(Collected data)
=== Section Start ===

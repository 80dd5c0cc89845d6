/// Processing page: loader animation while the step timeline plays out
use futures::{Stream, StreamExt};
use iced::widget::{canvas, column, container, progress_bar, row, text, Column};
use iced::{time, Alignment, Element, Length, Subscription};
use std::time::{Duration, Instant};
use tracing::{debug, info};

use super::Action;
use crate::routes::Route;
use crate::state::sequencer::{SequencerEvent, SequencerHandle, SequencerTiming, StepSequencer, Transition};
use crate::ui::loader::Loader;
use crate::ui::theme;
use crate::ui::widgets::{self, BOLD};

/// Spinner redraw rate (~30 fps)
const FRAME_INTERVAL: Duration = Duration::from_millis(33);

#[derive(Debug, Clone)]
pub enum Message {
    /// Timeline tick tagged with the run that produced it
    Timeline(u64, SequencerEvent),
    Frame(Instant),
}

pub struct Processing {
    run: u64,
    sequencer: StepSequencer,
    /// Dropping the screen drops this and ends the timeline
    timeline: SequencerHandle,
    started: Instant,
    loader: Loader,
}

impl Processing {
    /// Enter the screen. The host runs the returned stream and feeds every
    /// message back through `update`.
    pub fn start(
        run: u64,
        timing: SequencerTiming,
    ) -> (Self, impl Stream<Item = Message> + Send + 'static) {
        let mut sequencer = StepSequencer::new();
        let (events, timeline) = sequencer.start(timing);
        info!(run, "🔍 Analysis started");

        let screen = Self {
            run,
            sequencer,
            timeline,
            started: Instant::now(),
            loader: Loader { phase: 0.0 },
        };
        (screen, events.map(move |event| Message::Timeline(run, event)))
    }

    pub fn update(&mut self, message: Message) -> Action<Message> {
        match message {
            Message::Timeline(run, _) if run != self.run => {
                debug!(run, current = self.run, "ignoring tick from an old run");
                Action::None
            }
            Message::Timeline(_, event) => match self.sequencer.apply(event) {
                Some(Transition::Navigate) => {
                    self.timeline.stop();
                    self.sequencer.stop();
                    info!(run = self.run, "✅ Analysis complete");
                    Action::Navigate(Route::Results)
                }
                Some(Transition::Step(step)) => {
                    debug!(step, "processing step");
                    Action::None
                }
                None => Action::None,
            },
            Message::Frame(now) => {
                self.loader.phase = now.saturating_duration_since(self.started).as_secs_f32();
                Action::None
            }
        }
    }

    pub fn current_step(&self) -> usize {
        self.sequencer.current_step()
    }

    pub fn subscription(&self) -> Subscription<Message> {
        time::every(FRAME_INTERVAL).map(Message::Frame)
    }

    pub fn view(&self) -> Element<'_, Message> {
        let steps = self
            .sequencer
            .steps()
            .into_iter()
            .enumerate()
            .fold(Column::new().spacing(12), |steps, (index, step)| {
                let active = self.sequencer.is_active(index);
                let marker = if step.complete {
                    text("✓").color(theme::GOLD)
                } else if active {
                    text("●").color(theme::PRIMARY)
                } else {
                    text("○").color(theme::BORDER)
                };
                let label = text(step.label).color(if active {
                    theme::FOREGROUND
                } else {
                    theme::MUTED
                });
                steps.push(row![marker, label].spacing(12).align_y(Alignment::Center))
            });

        let content = column![
            canvas(self.loader)
                .width(Length::Fixed(160.0))
                .height(Length::Fixed(160.0)),
            widgets::heading("Analyzing", "Your Photo", 32),
            text("Analyzing facial features using AI...").font(BOLD).size(18),
            text("Please wait while we find your perfect match").color(theme::MUTED),
            container(steps).padding(24).width(Length::Fill).style(theme::card),
            progress_bar(0.0..=100.0, self.sequencer.progress()).height(Length::Fixed(8.0)),
        ]
        .spacing(24)
        .max_width(520)
        .align_x(Alignment::Center);

        container(content)
            .padding([96, 32])
            .width(Length::Fill)
            .center_x(Length::Fill)
            .into()
    }
}

#[cfg(test)]
mod tests {
    use super::*;

    #[test]
    fn test_starts_on_first_step() {
        let (processing, _events) = Processing::start(1, SequencerTiming::default());
        assert_eq!(processing.current_step(), 0);
        assert_eq!(processing.sequencer.progress(), 25.0);
    }

    #[test]
    fn test_steps_advance_and_navigate_once() {
        let (mut processing, _events) = Processing::start(1, SequencerTiming::default());
        for _ in 0..5 {
            processing.update(Message::Timeline(1, SequencerEvent::Advance));
        }
        assert_eq!(processing.current_step(), 3);

        assert!(matches!(
            processing.update(Message::Timeline(1, SequencerEvent::Finished)),
            Action::Navigate(Route::Results)
        ));
        assert!(processing.timeline.is_stopped());
        assert!(matches!(
            processing.update(Message::Timeline(1, SequencerEvent::Finished)),
            Action::None
        ));
    }

    #[test]
    fn test_frame_moves_the_spinner() {
        let (mut processing, _events) = Processing::start(1, SequencerTiming::default());
        let later = processing.started + Duration::from_millis(1500);

        processing.update(Message::Frame(later));

        assert!((processing.loader.phase - 1.5).abs() < 1e-3);
    }
}
/// Landing page: hero, trending carousel, how-it-works and call to action
use iced::widget::{button, column, container, horizontal_space, row, text, Column, Row, Space};
use iced::{time, Alignment, Color, Element, Length, Subscription};
use std::time::Duration;

use super::Action;
use crate::routes::Route;
use crate::state::carousel::Carousel;
use crate::state::catalog::RecommendationCatalog;
use crate::state::data::TrendingStyle;
use crate::ui::theme;
use crate::ui::widgets::{self, BOLD};

/// Slides visible at once
const VISIBLE_SLIDES: usize = 3;

const STATS: [(&str, &str); 3] = [
    ("500+", "Hairstyle Options"),
    ("95%", "Match Accuracy"),
    ("10K+", "Happy Brides"),
];

const FEATURES: [(&str, &str, &str); 3] = [
    (
        "⇪",
        "Upload Your Photo",
        "Simply upload a clear front-facing photo. Our system works best with well-lit images showing your full face.",
    ),
    (
        "◎",
        "Face Shape Analysis",
        "Our AI analyzes your facial features including face shape, forehead, jawline, and proportions for accurate matching.",
    ),
    (
        "✦",
        "AI Recommendations",
        "Receive personalized bridal hairstyle suggestions that complement your unique facial structure beautifully.",
    ),
];

#[derive(Debug, Clone)]
pub enum Message {
    Navigate(Route),
    NextSlide,
    PreviousSlide,
    GoToSlide(usize),
    Autoplay,
}

pub struct Landing {
    carousel: Carousel,
    autoplay: Duration,
}

impl Landing {
    pub fn new(autoplay: Duration) -> Self {
        Self {
            carousel: Carousel::new(RecommendationCatalog::trending().len()),
            autoplay,
        }
    }

    pub fn update(&mut self, message: Message) -> Action<Message> {
        match message {
            Message::Navigate(route) => return Action::Navigate(route),
            Message::NextSlide | Message::Autoplay => self.carousel.next(),
            Message::PreviousSlide => self.carousel.previous(),
            Message::GoToSlide(index) => self.carousel.go_to(index),
        }
        Action::None
    }

    /// Autoplay ticks only exist while the landing page is showing
    pub fn subscription(&self) -> Subscription<Message> {
        time::every(self.autoplay).map(|_| Message::Autoplay)
    }

    pub fn view(&self) -> Element<'_, Message> {
        column![self.hero(), self.trending(), features(), call_to_action()]
            .width(Length::Fill)
            .into()
    }

    fn hero(&self) -> Element<'_, Message> {
        let stats = STATS.iter().fold(Row::new().spacing(48), |stats, (value, label)| {
            stats.push(
                column![
                    text(*value).font(BOLD).size(30).color(theme::GOLD),
                    text(*label).size(13).color(theme::MUTED),
                ]
                .align_x(Alignment::Center),
            )
        });

        let content = column![
            widgets::badge("♛", "AI-Powered Bridal Style Discovery", theme::GOLD),
            widgets::heading("Find Your Perfect", "Bridal Hairstyle", 52),
            text(
                "Upload your photo and let our AI recommend stunning bridal hairstyles \
                 tailored to your unique facial features. Your dream wedding look awaits."
            )
            .size(18)
            .color(theme::MUTED)
            .width(Length::Fixed(640.0)),
            row![
                button(text("Get Started  →").font(BOLD).size(18))
                    .on_press(Message::Navigate(Route::Upload))
                    .padding([14, 32])
                    .style(button::primary),
                button(text("Learn More").size(18))
                    .on_press(Message::Navigate(Route::About))
                    .padding([14, 32])
                    .style(button::secondary),
            ]
            .spacing(16),
            Space::with_height(24),
            stats,
        ]
        .spacing(24)
        .align_x(Alignment::Center);

        container(content)
            .padding([96, 32])
            .width(Length::Fill)
            .center_x(Length::Fill)
            .style(theme::hero)
            .into()
    }

    fn trending(&self) -> Element<'_, Message> {
        let slides = RecommendationCatalog::trending();
        let shown = VISIBLE_SLIDES.min(slides.len());

        let cards = (0..shown).fold(Row::new().spacing(24), |cards, offset| {
            let index = (self.carousel.index() + offset) % slides.len();
            cards.push(slide_card(&slides[index], offset == 0))
        });

        let dots = (0..self.carousel.len()).fold(Row::new().spacing(8), |dots, index| {
            let color = if index == self.carousel.index() {
                theme::PRIMARY
            } else {
                theme::BORDER
            };
            dots.push(
                button(text("●").size(12).color(color))
                    .on_press(Message::GoToSlide(index))
                    .padding(2)
                    .style(button::text),
            )
        });

        let carousel = row![
            button(text("‹").size(28))
                .on_press(Message::PreviousSlide)
                .style(button::text),
            cards,
            button(text("›").size(28))
                .on_press(Message::NextSlide)
                .style(button::text),
        ]
        .spacing(16)
        .align_y(Alignment::Center);

        column![
            widgets::section_header(
                "Trending Bridal",
                "Hairstyles",
                "Explore our curated collection of stunning bridal hairstyles loved by thousands of brides.",
            ),
            carousel,
            dots,
        ]
        .spacing(32)
        .padding([80, 32])
        .align_x(Alignment::Center)
        .width(Length::Fill)
        .into()
    }
}

fn slide_card(slide: &TrendingStyle, focused: bool) -> Element<'_, Message> {
    let rating = container(text(format!("★ {:.1}", slide.rating)).size(12))
        .padding([2, 8])
        .style(theme::badge(theme::GOLD));

    // Remote images are not fetched; a tinted panel stands in for the photo
    let artwork = container(text(slide.name.chars().next().unwrap_or('✦').to_string()).size(64).color(Color {
        a: 0.6,
        ..theme::PINK
    }))
    .width(Length::Fill)
    .height(Length::Fixed(220.0))
    .center_x(Length::Fill)
    .center_y(Length::Fixed(220.0))
    .style(theme::tile);

    let body = column![
        row![widgets::badge("✦", slide.category, theme::PRIMARY), horizontal_space(), rating]
            .align_y(Alignment::Center),
        text(slide.name).font(BOLD).size(20),
    ]
    .spacing(8);

    container(column![artwork, body].spacing(16))
        .padding(16)
        .width(Length::Fixed(if focused { 300.0 } else { 260.0 }))
        .style(theme::card)
        .into()
}

fn features<'a>() -> Element<'a, Message> {
    let cards = FEATURES.iter().enumerate().fold(
        Row::new().spacing(24),
        |cards, (index, (glyph, title, description))| {
            cards.push(
                container(
                    column![
                        row![
                            text(*glyph).size(28).color(theme::PRIMARY),
                            horizontal_space(),
                            text(format!("0{}", index + 1)).size(28).color(theme::BORDER),
                        ],
                        text(*title).font(BOLD).size(20),
                        text(*description).size(14).color(theme::MUTED),
                    ]
                    .spacing(12),
                )
                .padding(24)
                .width(Length::FillPortion(1))
                .style(theme::card),
            )
        },
    );

    Column::new()
        .push(widgets::section_header(
            "How It",
            "Works",
            "Our intelligent system makes finding your perfect bridal hairstyle simple and enjoyable.",
        ))
        .push(cards)
        .spacing(40)
        .padding([80, 64])
        .width(Length::Fill)
        .into()
}

fn call_to_action<'a>() -> Element<'a, Message> {
    let content = column![
        text("♥").size(36).color(theme::PRIMARY),
        widgets::heading("Ready to Find Your", "Look?", 32),
        text("Join thousands of brides who discovered their perfect wedding hairstyle with our AI technology.")
            .color(theme::MUTED),
        button(text("Start Your Journey  →").font(BOLD).size(18))
            .on_press(Message::Navigate(Route::Upload))
            .padding([14, 32])
            .style(button::primary),
    ]
    .spacing(20)
    .align_x(Alignment::Center);

    container(content)
        .padding([80, 32])
        .width(Length::Fill)
        .center_x(Length::Fill)
        .style(theme::hero)
        .into()
}

#[cfg(test)]
mod tests {
    use super::*;

    #[test]
    fn test_slide_controls() {
        let mut landing = Landing::new(Duration::from_millis(4000));
        assert!(matches!(landing.update(Message::PreviousSlide), Action::None));
        assert_eq!(landing.carousel.index(), 4);

        landing.update(Message::Autoplay);
        assert_eq!(landing.carousel.index(), 0);

        landing.update(Message::GoToSlide(2));
        landing.update(Message::NextSlide);
        assert_eq!(landing.carousel.index(), 3);
    }

    #[test]
    fn test_call_to_action_navigates() {
        let mut landing = Landing::new(Duration::from_millis(4000));
        assert!(matches!(
            landing.update(Message::Navigate(Route::Upload)),
            Action::Navigate(Route::Upload)
        ));
    }
}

=== Section End ===

Each line of the data that holds "None" should be copied.

                Action::None
                    Action::None
                None => Action::None,
                Action::None
            Action::None
        Action::None
        assert!(matches!(landing.update(Message::PreviousSlide), Action::None));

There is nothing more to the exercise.